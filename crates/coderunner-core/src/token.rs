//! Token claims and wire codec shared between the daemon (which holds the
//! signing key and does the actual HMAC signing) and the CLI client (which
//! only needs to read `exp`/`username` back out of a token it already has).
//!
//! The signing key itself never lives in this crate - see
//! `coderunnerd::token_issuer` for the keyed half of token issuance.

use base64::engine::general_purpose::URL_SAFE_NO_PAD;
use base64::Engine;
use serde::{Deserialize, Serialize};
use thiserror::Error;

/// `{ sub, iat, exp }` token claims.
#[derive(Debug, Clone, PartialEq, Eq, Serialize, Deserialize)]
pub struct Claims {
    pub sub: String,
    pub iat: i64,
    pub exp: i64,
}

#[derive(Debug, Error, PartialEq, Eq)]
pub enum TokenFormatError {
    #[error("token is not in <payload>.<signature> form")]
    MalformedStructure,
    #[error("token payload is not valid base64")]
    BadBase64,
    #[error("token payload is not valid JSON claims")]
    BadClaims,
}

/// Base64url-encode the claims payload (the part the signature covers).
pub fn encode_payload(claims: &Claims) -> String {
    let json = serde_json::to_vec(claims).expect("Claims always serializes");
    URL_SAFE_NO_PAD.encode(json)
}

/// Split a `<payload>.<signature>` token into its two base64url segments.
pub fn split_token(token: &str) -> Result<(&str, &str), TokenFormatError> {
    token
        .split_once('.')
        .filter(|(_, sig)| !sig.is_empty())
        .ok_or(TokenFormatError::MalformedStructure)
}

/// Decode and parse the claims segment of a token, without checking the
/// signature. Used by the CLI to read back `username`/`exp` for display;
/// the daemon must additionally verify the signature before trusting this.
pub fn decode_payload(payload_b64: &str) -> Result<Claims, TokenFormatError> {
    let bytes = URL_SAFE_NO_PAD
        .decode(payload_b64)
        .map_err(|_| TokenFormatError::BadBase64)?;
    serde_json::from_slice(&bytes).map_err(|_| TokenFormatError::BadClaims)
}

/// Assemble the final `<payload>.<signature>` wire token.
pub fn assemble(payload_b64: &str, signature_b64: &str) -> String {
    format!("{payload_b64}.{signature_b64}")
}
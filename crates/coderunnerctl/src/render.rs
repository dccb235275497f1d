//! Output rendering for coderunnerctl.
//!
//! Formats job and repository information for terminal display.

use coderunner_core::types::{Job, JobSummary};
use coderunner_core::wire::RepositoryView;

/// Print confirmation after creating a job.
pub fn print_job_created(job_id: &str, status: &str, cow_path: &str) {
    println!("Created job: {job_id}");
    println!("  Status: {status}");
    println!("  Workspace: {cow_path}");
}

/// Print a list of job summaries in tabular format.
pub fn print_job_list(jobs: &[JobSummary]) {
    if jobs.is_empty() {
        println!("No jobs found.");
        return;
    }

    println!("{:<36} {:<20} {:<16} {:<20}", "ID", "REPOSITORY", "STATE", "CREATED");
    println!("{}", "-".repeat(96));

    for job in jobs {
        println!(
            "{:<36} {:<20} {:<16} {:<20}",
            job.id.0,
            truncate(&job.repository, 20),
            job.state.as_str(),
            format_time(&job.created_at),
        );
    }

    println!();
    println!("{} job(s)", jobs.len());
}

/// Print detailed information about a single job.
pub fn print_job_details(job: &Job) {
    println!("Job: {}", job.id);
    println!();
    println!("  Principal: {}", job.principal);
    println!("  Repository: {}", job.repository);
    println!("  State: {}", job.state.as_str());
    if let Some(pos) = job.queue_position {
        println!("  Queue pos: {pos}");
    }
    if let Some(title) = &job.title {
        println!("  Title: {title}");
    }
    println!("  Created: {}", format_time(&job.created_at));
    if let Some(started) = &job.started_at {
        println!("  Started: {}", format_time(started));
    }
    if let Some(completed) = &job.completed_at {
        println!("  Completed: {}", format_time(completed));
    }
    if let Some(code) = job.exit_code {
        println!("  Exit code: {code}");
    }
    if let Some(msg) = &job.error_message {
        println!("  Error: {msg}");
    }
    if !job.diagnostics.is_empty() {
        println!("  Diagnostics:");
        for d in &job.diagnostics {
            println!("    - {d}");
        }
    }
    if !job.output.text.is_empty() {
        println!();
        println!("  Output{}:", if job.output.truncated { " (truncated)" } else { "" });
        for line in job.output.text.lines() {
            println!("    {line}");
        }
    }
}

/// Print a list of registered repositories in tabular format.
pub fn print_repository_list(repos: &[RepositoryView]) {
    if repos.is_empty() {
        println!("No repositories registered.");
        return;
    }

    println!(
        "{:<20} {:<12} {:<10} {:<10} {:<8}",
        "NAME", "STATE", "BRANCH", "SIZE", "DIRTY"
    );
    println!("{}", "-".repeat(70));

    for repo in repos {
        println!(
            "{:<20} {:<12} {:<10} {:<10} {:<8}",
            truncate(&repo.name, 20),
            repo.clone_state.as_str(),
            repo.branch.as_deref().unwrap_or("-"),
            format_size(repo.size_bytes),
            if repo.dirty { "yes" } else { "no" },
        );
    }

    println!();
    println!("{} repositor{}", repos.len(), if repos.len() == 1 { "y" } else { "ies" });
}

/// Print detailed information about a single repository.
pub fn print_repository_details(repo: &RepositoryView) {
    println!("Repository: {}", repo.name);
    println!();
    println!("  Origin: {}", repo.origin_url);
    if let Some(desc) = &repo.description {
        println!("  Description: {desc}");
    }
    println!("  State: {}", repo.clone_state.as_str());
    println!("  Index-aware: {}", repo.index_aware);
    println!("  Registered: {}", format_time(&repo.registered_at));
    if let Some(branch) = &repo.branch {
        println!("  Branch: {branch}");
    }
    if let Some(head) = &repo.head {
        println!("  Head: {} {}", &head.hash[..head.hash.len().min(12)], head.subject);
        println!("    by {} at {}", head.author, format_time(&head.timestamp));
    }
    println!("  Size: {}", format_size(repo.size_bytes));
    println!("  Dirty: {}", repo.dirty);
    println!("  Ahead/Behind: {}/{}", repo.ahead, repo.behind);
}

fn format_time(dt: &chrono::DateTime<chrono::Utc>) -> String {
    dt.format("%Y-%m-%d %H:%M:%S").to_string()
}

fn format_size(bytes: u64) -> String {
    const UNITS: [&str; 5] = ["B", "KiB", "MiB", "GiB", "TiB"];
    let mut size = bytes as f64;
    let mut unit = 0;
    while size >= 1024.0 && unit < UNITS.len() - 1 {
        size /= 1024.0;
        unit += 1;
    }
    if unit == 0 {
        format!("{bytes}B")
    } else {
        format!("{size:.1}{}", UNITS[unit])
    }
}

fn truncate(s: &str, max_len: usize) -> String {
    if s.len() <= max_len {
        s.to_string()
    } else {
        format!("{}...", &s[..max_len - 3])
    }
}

--- Problem description ---
Search the listing for "information" and show every line where it occurs.

--- Result of this task ---
//! Formats job and repository information for terminal display.
/// Print detailed information about a single job.
/// Print detailed information about a single repository.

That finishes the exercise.